Troubleshooting Clusters with the diagnostics Plugin

This topic explains how to use the Tanzu CLI to install a diagnostics plugin and then use its tanzu diagnostics commands to diagnose unstable or unresponsive clusters in Tanzu Kubernetes Grid (TKG) with a standalone management cluster.

The diagnostics plugin leverages Crash Diagnostics (Crashd). For how to use Crashd itself to diagnose workload clusters, see Troubleshooting Workload Clusters with Crash Diagnostics in the TKG v2.4 documentation.

Overview: Crashd

Crashd is an open source project that makes it easy troubleshoot problems with Kubernetes clusters.

Crashd uses a script file written in Starlark, a Python-like language, that interacts with your management, workload, or bootstrap clusters to collect infrastructure and cluster information.

Crashd takes the output from the commands run by the script and adds the output to a tar file.

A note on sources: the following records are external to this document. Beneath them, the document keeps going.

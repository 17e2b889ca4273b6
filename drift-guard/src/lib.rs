//! # Drift Guard - Dataset Validation for Rust
//!
//! Drift Guard validates that a dataset conforms to expectations learned
//! from a reference ("training") dataset. It does three things: compute
//! per-feature statistics over an in-memory columnar dataset, infer a
//! schema (expected kind, presence, and domain per feature) from the
//! reference statistics, and compare a candidate dataset's statistics
//! against that schema, emitting a structured list of anomalies for every
//! violation.
//!
//! Fetching rows from a warehouse, persisting artifacts, and sequencing the
//! two pipeline branches are the caller's job: the engines here are pure,
//! synchronous functions over immutable inputs. The required ordering
//! (profile the reference before inferring, infer before detecting) is
//! carried by the type signatures alone, since a [`schema::Schema`] is the
//! only schema-side input [`detector::AnomalyDetector::detect`] accepts.
//!
//! ## Quick Start
//!
//! ```rust
//! use std::sync::Arc;
//! use arrow::array::{ArrayRef, Float64Array, StringArray};
//! use drift_guard::prelude::*;
//!
//! # fn main() -> Result<(), GuardError> {
//! // Reference branch: profile, then infer the schema.
//! let reference = Dataset::try_new(vec![
//!     Column::new(
//!         "fare",
//!         Arc::new(Float64Array::from(vec![2.5, 8.0, 12.5])) as ArrayRef,
//!     ),
//!     Column::new(
//!         "city",
//!         Arc::new(StringArray::from(vec!["NYC", "LA", "NYC"])) as ArrayRef,
//!     ),
//! ])?;
//! let profiler = DatasetProfiler::new();
//! let reference_stats = profiler.profile(&reference)?;
//! let schema = SchemaInferrer::new().infer(&reference_stats);
//!
//! // Candidate branch: profile independently, then validate.
//! let candidate = Dataset::try_new(vec![
//!     Column::new(
//!         "fare",
//!         Arc::new(Float64Array::from(vec![3.0, 9.5])) as ArrayRef,
//!     ),
//!     Column::new(
//!         "city",
//!         Arc::new(StringArray::from(vec!["LA", "SF"])) as ArrayRef,
//!     ),
//! ])?;
//! let candidate_stats = profiler.profile(&candidate)?;
//! let report = AnomalyDetector::new().detect(&schema, &candidate_stats);
//!
//! // "SF" was never observed in the reference.
//! assert_eq!(report.len(), 1);
//! assert_eq!(report.anomalies[0].kind, AnomalyKind::UnexpectedStringValue);
//!
//! // Artifacts serialize deterministically for reproducibility testing.
//! let text = TextFormatter::new().format_anomalies(&report)?;
//! assert!(text.contains("UNEXPECTED_STRING_VALUE"));
//! # Ok(())
//! # }
//! ```
//!
//! ## Architecture
//!
//! - [`dataset`]: the read-only columnar input (Arrow-backed columns)
//! - [`profiler`]: per-feature statistics with kind-specific aggregation
//! - [`statistics`]: the statistics artifact types
//! - [`schema`]: schema types and inference from reference statistics
//! - [`detector`]: schema-vs-statistics comparison and the anomaly report
//! - [`formatters`]: deterministic text and JSON artifact serialization
//! - [`logging`]: `tracing` configuration helpers
//!
//! Profiling calls over independent datasets share no state and may run
//! concurrently; errors from the profiler abort the calling branch and are
//! never downgraded to anomalies.

pub mod dataset;
pub mod detector;
pub mod error;
pub mod formatters;
pub mod logging;
pub mod prelude;
pub mod profiler;
pub mod schema;
pub mod statistics;

pub use error::{GuardError, GuardResult};
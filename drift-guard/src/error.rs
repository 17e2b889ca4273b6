//! Error types shared across the profiling, inference, and detection engines.

use thiserror::Error;

/// Result type for drift-guard operations.
pub type GuardResult<T> = Result<T, GuardError>;

/// Errors that can occur while building datasets or computing statistics.
///
/// A failing call never returns a partially populated artifact: the profiler
/// either produces a complete [`crate::statistics::DatasetStatistics`] or one
/// of these errors. Schema inference and anomaly detection are total and do
/// not produce errors; disagreement with the schema is reported as anomalies,
/// not as failures.
#[derive(Error, Debug)]
pub enum GuardError {
    /// The dataset has zero rows; statistics are undefined.
    #[error("Dataset has no rows; statistics are undefined for an empty dataset")]
    EmptyDataset,

    /// A column's values could not be classified into a single kind.
    #[error("Column '{column}' mixes value kinds: {detail}")]
    MixedKind { column: String, detail: String },

    /// A column uses an Arrow type the profiler does not aggregate.
    #[error("Column '{column}' has unsupported Arrow type {data_type}")]
    UnsupportedColumnType { column: String, data_type: String },

    /// Two columns in the same dataset share a name.
    #[error("Duplicate column name '{0}' in dataset")]
    DuplicateColumn(String),

    /// A column's length disagrees with the dataset row count.
    #[error("Column '{column}' has {actual} rows, expected {expected}")]
    RowCountMismatch {
        column: String,
        expected: usize,
        actual: usize,
    },

    /// Arrow computation error.
    #[error("Arrow computation failed: {0}")]
    ArrowCompute(#[from] arrow::error::ArrowError),

    /// Serialization/deserialization error.
    #[error("Serialization error: {0}")]
    Serialization(String),
}

impl GuardError {
    /// Creates a mixed-kind error for the given column.
    pub fn mixed_kind(column: impl Into<String>, detail: impl Into<String>) -> Self {
        Self::MixedKind {
            column: column.into(),
            detail: detail.into(),
        }
    }

    /// Creates an unsupported-column-type error for the given column.
    pub fn unsupported_column_type(
        column: impl Into<String>,
        data_type: impl std::fmt::Display,
    ) -> Self {
        Self::UnsupportedColumnType {
            column: column.into(),
            data_type: data_type.to_string(),
        }
    }
}

/// Converts serde_json errors to GuardError.
impl From<serde_json::Error> for GuardError {
    fn from(err: serde_json::Error) -> Self {
        Self::Serialization(err.to_string())
    }
}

The tar file is then saved locally for further analysis.

The Tanzu CLI diagnostics plugin includes an embedded Crashd and default diagnostics script files for collection of all cluster types.

Install the `diagnostics` plugin

To install the Tanzu CLI diagnostics plugin, run:

tanzu plugin install diagnostics

Collect Diagnostics from Workload Clusters

To use the diagnostics plugin to collect workload cluster diagnostics, run:

tanzu diagnostics cluster get --name WORKLOAD-CLUSTER-NAME

Collect Diagnostics from Bootstrap Clusters

To use the diagnostics plugin to collect bootstrap cluster diagnostics, run:

tanzu diagnostics bootstrap-cluster get --name BOOTSTRAP-CLUSTER-NAME

Collect diagnostics from Management Clusters

To collect diagnostics for a management cluster, you need to pass a list of target node IP addresses to the --node-ips command option, for example by embedding a kubectl query piped through awk:

tanzu diagnostics management-cluster get --node-ips $(kubectl get node -o wide | awk 'NR>1 {print $6}')